Composer render not rendering the same as WebGLRenderer render

I changed from WebGLRenderer render to composer render because I want to achieve an outline effect on some objects, but was shocked by how the scene is changed!

composer render:

webgl render (desired)

as you can see the sharp edges of the mountains turned black in the composer render, why is that and how can this be solved?

and the transparent black “war fog” become so weird!

the code:
// outline object related
this.composer = new EffectComposer(this.world.renderer);
this.renderPass = new RenderPass( this.world.scene, this.world.camera );

    this.composer.addPass( this.renderPass );
    const effectColorSpaceConversion = new ShaderPass( GammaCorrectionShader );
    this.composer.addPass( effectColorSpaceConversion );

    this.outlinePass = new OutlinePass( new THREE.Vector2( window.innerWidth, window.innerHeight ), this.world.scene, this.world.camera );
    this.composer.addPass( this.outlinePass );
    this.effectFXAA = new ShaderPass( FXAAShader );
    this.effectFXAA.uniforms[ 'resolution' ].value.set( 1 / window.innerWidth, 1 / window.innerHeight );
    this.effectFXAA.renderToScreen = true;
    this.composer.addPass( this.effectFXAA );

    this.outlinePass.selectedObjects = [];

the object:
ground.glb (1.9 MB)

and I’ve been searching for a while now for any documentation for the shaders in the threejs, but can’t find any documentation about the shaders, is there any way to understand what each shader in the shaders folder do?

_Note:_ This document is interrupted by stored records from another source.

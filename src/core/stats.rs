//! Pure statistics over integer millisecond samples (C2). None of these
//! functions mutate their input; each sorts a local copy.
//!
//! Grounded in the percentile/deviation helpers of the teacher's baseline
//! calculator, reshaped to the nearest-rank P95 and median-of-deviations MAD
//! this design requires rather than population standard deviation.

use crate::core::model::Baseline;
use chrono::{DateTime, Utc};

/// Median (P50): sort a copy; middle element for odd length, mean of the two
/// middle elements for even length.
pub fn p50(samples: &[i64]) -> f64 {
    median_of(samples)
}

fn median_of(samples: &[i64]) -> f64 {
    if samples.is_empty() {
        return 0.0;
    }
    let mut sorted = samples.to_vec();
    sorted.sort_unstable();
    let n = sorted.len();
    if n % 2 == 1 {
        sorted[n / 2] as f64
    } else {
        (sorted[n / 2 - 1] as f64 + sorted[n / 2] as f64) / 2.0
    }
}

/// P95: nearest-rank, `rank = ceil(0.95 * n)` clamped to `[1, n]`.
pub fn p95(samples: &[i64]) -> f64 {
    if samples.is_empty() {
        return 0.0;
    }
    let mut sorted = samples.to_vec();
    sorted.sort_unstable();
    let n = sorted.len();
    let rank = ((0.95 * n as f64).ceil() as usize).clamp(1, n);
    sorted[rank - 1] as f64
}

/// MAD for a supplied median `m`: deviations `|x_i - m|`, then the median of
/// those deviations by the same nearest-rank-free rule as `p50`.
pub fn mad(samples: &[i64], m: f64) -> f64 {
    if samples.is_empty() {
        return 0.0;
    }
    let mut deviations: Vec<f64> = samples.iter().map(|&x| (x as f64 - m).abs()).collect();
    deviations.sort_by(|a, b| a.partial_cmp(b).unwrap());
    let n = deviations.len();
    if n % 2 == 1 {
        deviations[n / 2]
    } else {
        (deviations[n / 2 - 1] + deviations[n / 2]) / 2.0
    }
}

/// Computes a full `Baseline` from a raw sample vector. Empty input yields
/// an all-zero baseline with `sample_count = 0`. `updated_at` is left at the
/// Unix epoch; the store stamps it on write (spec.md §4.1, §4.2).
pub fn compute_baseline(samples: &[i64]) -> Baseline {
    if samples.is_empty() {
        return Baseline::zero();
    }
    let median = p50(samples);
    Baseline {
        p50: median,
        p95: p95(samples),
        mad: mad(samples, median),
        sample_count: samples.len() as i64,
        updated_at: DateTime::<Utc>::from_timestamp(0, 0).unwrap(),
    }
}

#[cfg(test)]
mod tests {
    use super::*;

    #[test]
    fn empty_input_is_all_zero() {
        let b = compute_baseline(&[]);
        assert_eq!(b.p50, 0.0);
        assert_eq!(b.p95, 0.0);
        assert_eq!(b.mad, 0.0);
        assert_eq!(b.sample_count, 0);
    }

    #[test]
    fn single_sample() {
        let b = compute_baseline(&[100]);
        assert_eq!(b.p50, 100.0);
        assert_eq!(b.p95, 100.0);
        assert_eq!(b.mad, 0.0);
        assert_eq!(b.sample_count, 1);
    }

    #[test]
    fn median_even_length_averages_middle_two() {
        assert_eq!(p50(&[10, 20, 30, 40]), 25.0);
    }

    #[test]
    fn p95_nearest_rank() {
        let samples: Vec<i64> = (1..=20).collect();
        // rank = ceil(0.95 * 20) = 19 -> sorted[18] = 19
        assert_eq!(p95(&samples), 19.0);
    }

    #[test]
    fn does_not_mutate_input() {
        let samples = vec![5, 3, 1, 4, 2];
        let original = samples.clone();
        let _ = compute_baseline(&samples);
        assert_eq!(samples, original);
    }

    #[test]
    fn mad_is_median_of_absolute_deviations() {
        let samples = vec![1, 2, 3, 4, 5];
        let median = p50(&samples);
        assert_eq!(median, 3.0);
        // deviations: 2,1,0,1,2 -> sorted 0,1,1,2,2 -> median 1
        assert_eq!(mad(&samples, median), 1.0);
    }
}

Does it also happen without FXAA?

This line is not necessary anymore. The last pass in the pass chain is always rendered to screen.

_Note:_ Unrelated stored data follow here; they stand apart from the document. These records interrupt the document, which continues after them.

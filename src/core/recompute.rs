//! Recomputer (C5): drains the dirty set, reloads each bucket's window,
//! recomputes statistics, and writes the baseline back. Runs as a periodic
//! task (see `core::poller`).

use crate::core::keys::parse_baseline_key;
use crate::core::stats::compute_baseline;
use crate::core::store::Store;
use std::sync::Arc;
use tracing::warn;

pub const DEFAULT_BATCH_SIZE: usize = 100;

pub struct Recomputer {
    store: Arc<dyn Store>,
}

impl Recomputer {
    pub fn new(store: Arc<dyn Store>) -> Self {
        Recomputer { store }
    }

    /// One tick: pop up to `batch_size` dirty keys and recompute each.
    /// Per-key errors are logged and do not abort the batch (spec.md §4.5,
    /// §7). Returns the number of keys successfully recomputed.
    pub async fn tick(&self, batch_size: usize) -> usize {
        let keys = match self.store.pop_dirty_batch(batch_size).await {
            Ok(keys) => keys,
            Err(err) => {
                warn!(%err, "failed to pop dirty batch");
                return 0;
            }
        };

        let mut recomputed = 0;
        for key in keys {
            match self.recompute_one(&key).await {
                Ok(true) => recomputed += 1,
                Ok(false) => {}
                Err(err) => warn!(key = %key, %err, "recompute failed for key"),
            }
        }
        metrics::counter!("recompute_keys_total").increment(recomputed as u64);
        recomputed
    }

    /// `Ok(true)` means a baseline was written; `Ok(false)` means the key
    /// was dropped (unknown prefix) without being counted as recomputed.
    async fn recompute_one(&self, key: &str) -> anyhow::Result<bool> {
        let parsed = match parse_baseline_key(key) {
            Some(p) => p,
            None => {
                warn!(key = %key, "dropping dirty key with unknown prefix");
                return Ok(false);
            }
        };

        let durations = self.store.get_durations(&parsed.duration_key()).await?;
        let baseline = compute_baseline(&durations);
        self.store.set_baseline(key, baseline).await?;
        Ok(true)
    }
}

There is no documentation so you have to study the code.

Yes, it happens also without FXAA.
I was using r112 before and I was having no issues with the composer render (although I was running both the renderer.render() and composer.render() in the animation function), but things messed up after updating the r120 (now am only running composer.render() as the documentation says)!

Any chances to share your code as an editable live example? Or maybe by sharing a GitHub repository?

Would be good to have a debug possibility to better investigate this issue.

Yea sure!
here we go:

toggle between the composer render and renderer render in the animate function to see the difference, edges appear black!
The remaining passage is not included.